**EXERCISE AIM**
Starting at the line that has "fn check_for_occurrence(&mut self)" and stopping after the line that has "else to standard out.", reproduce the listing below exactly; omit everything else.

# # # #

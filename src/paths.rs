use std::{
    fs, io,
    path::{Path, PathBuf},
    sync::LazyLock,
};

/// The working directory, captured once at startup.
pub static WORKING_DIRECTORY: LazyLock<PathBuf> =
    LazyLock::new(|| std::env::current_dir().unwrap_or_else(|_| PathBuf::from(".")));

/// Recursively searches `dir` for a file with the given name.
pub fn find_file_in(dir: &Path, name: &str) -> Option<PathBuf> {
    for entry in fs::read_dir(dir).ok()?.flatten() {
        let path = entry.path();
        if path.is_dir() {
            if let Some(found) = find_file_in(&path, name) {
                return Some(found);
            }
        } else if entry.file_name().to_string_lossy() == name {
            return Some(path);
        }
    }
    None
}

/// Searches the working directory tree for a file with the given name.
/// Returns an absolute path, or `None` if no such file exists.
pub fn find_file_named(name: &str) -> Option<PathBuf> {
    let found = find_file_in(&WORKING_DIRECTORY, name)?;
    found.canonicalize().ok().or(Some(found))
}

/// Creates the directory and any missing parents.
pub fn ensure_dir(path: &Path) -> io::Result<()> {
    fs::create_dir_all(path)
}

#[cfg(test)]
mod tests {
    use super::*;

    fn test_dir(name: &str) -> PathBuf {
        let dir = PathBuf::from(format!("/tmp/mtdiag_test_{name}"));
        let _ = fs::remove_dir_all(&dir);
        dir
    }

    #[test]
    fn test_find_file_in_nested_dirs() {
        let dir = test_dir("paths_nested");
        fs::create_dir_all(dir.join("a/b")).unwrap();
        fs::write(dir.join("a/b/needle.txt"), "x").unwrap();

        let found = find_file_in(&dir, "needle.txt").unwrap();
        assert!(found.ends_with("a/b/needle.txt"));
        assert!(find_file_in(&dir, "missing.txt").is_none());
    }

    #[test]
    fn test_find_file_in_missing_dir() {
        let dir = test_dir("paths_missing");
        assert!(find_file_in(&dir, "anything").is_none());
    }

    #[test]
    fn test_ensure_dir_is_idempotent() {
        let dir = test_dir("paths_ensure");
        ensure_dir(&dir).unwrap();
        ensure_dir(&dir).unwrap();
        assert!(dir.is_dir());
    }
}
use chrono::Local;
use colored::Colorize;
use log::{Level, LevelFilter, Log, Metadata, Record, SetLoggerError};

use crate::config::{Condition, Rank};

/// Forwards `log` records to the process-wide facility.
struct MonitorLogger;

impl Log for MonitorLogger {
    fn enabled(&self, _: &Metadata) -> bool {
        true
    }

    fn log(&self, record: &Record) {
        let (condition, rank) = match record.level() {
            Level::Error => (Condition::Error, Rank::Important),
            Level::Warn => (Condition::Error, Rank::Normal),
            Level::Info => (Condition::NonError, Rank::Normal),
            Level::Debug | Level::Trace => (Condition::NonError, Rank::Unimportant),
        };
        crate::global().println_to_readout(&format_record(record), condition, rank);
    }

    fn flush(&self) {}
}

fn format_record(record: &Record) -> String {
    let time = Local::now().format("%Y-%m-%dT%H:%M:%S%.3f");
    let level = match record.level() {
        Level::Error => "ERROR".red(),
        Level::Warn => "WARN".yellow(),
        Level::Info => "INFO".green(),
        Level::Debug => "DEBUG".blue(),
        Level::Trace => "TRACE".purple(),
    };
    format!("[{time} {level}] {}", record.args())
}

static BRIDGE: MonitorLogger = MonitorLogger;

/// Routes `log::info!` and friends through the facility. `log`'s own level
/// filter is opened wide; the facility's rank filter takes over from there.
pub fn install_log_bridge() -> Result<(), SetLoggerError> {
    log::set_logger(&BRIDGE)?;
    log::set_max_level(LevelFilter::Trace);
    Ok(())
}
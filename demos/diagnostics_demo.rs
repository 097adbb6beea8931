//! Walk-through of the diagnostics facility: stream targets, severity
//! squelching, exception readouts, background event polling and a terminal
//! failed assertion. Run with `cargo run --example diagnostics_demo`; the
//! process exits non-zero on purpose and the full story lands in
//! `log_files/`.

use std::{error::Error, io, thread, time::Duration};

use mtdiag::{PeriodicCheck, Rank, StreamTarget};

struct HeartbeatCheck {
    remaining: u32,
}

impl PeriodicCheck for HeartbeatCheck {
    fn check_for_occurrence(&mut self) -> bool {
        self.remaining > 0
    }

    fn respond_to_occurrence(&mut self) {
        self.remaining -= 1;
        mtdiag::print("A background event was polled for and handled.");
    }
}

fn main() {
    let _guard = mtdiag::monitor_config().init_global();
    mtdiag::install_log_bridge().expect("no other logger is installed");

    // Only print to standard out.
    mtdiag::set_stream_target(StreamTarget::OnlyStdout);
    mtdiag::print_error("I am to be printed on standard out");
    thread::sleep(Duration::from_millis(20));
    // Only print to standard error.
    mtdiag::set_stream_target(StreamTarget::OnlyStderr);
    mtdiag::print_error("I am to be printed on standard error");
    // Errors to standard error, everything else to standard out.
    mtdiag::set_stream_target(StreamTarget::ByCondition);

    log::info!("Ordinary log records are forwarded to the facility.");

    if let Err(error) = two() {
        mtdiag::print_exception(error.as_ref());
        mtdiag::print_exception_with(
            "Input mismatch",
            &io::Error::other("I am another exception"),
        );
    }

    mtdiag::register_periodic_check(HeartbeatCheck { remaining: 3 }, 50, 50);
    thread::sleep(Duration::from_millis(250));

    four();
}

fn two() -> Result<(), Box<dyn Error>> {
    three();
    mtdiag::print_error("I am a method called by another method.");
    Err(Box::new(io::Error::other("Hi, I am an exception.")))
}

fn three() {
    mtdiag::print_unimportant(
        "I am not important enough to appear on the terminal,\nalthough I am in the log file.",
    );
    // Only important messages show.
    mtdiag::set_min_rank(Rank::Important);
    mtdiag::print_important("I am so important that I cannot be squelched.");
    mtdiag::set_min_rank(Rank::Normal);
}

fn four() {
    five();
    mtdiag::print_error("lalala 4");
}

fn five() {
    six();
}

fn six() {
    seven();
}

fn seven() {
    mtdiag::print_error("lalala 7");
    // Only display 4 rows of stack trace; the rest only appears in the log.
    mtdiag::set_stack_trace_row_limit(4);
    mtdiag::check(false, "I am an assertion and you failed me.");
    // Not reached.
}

# # # #

**RESPONSE TO THIS TASK**
    fn check_for_occurrence(&mut self) -> bool {
        self.remaining > 0
    }

    fn respond_to_occurrence(&mut self) {
        self.remaining -= 1;
        mtdiag::print("A background event was polled for and handled.");
    }
}

fn main() {
    let _guard = mtdiag::monitor_config().init_global();
    mtdiag::install_log_bridge().expect("no other logger is installed");

    // Only print to standard out.
    mtdiag::set_stream_target(StreamTarget::OnlyStdout);
    mtdiag::print_error("I am to be printed on standard out");
    thread::sleep(Duration::from_millis(20));
    // Only print to standard error.
    mtdiag::set_stream_target(StreamTarget::OnlyStderr);
    mtdiag::print_error("I am to be printed on standard error");
    // Errors to standard error, everything else to standard out.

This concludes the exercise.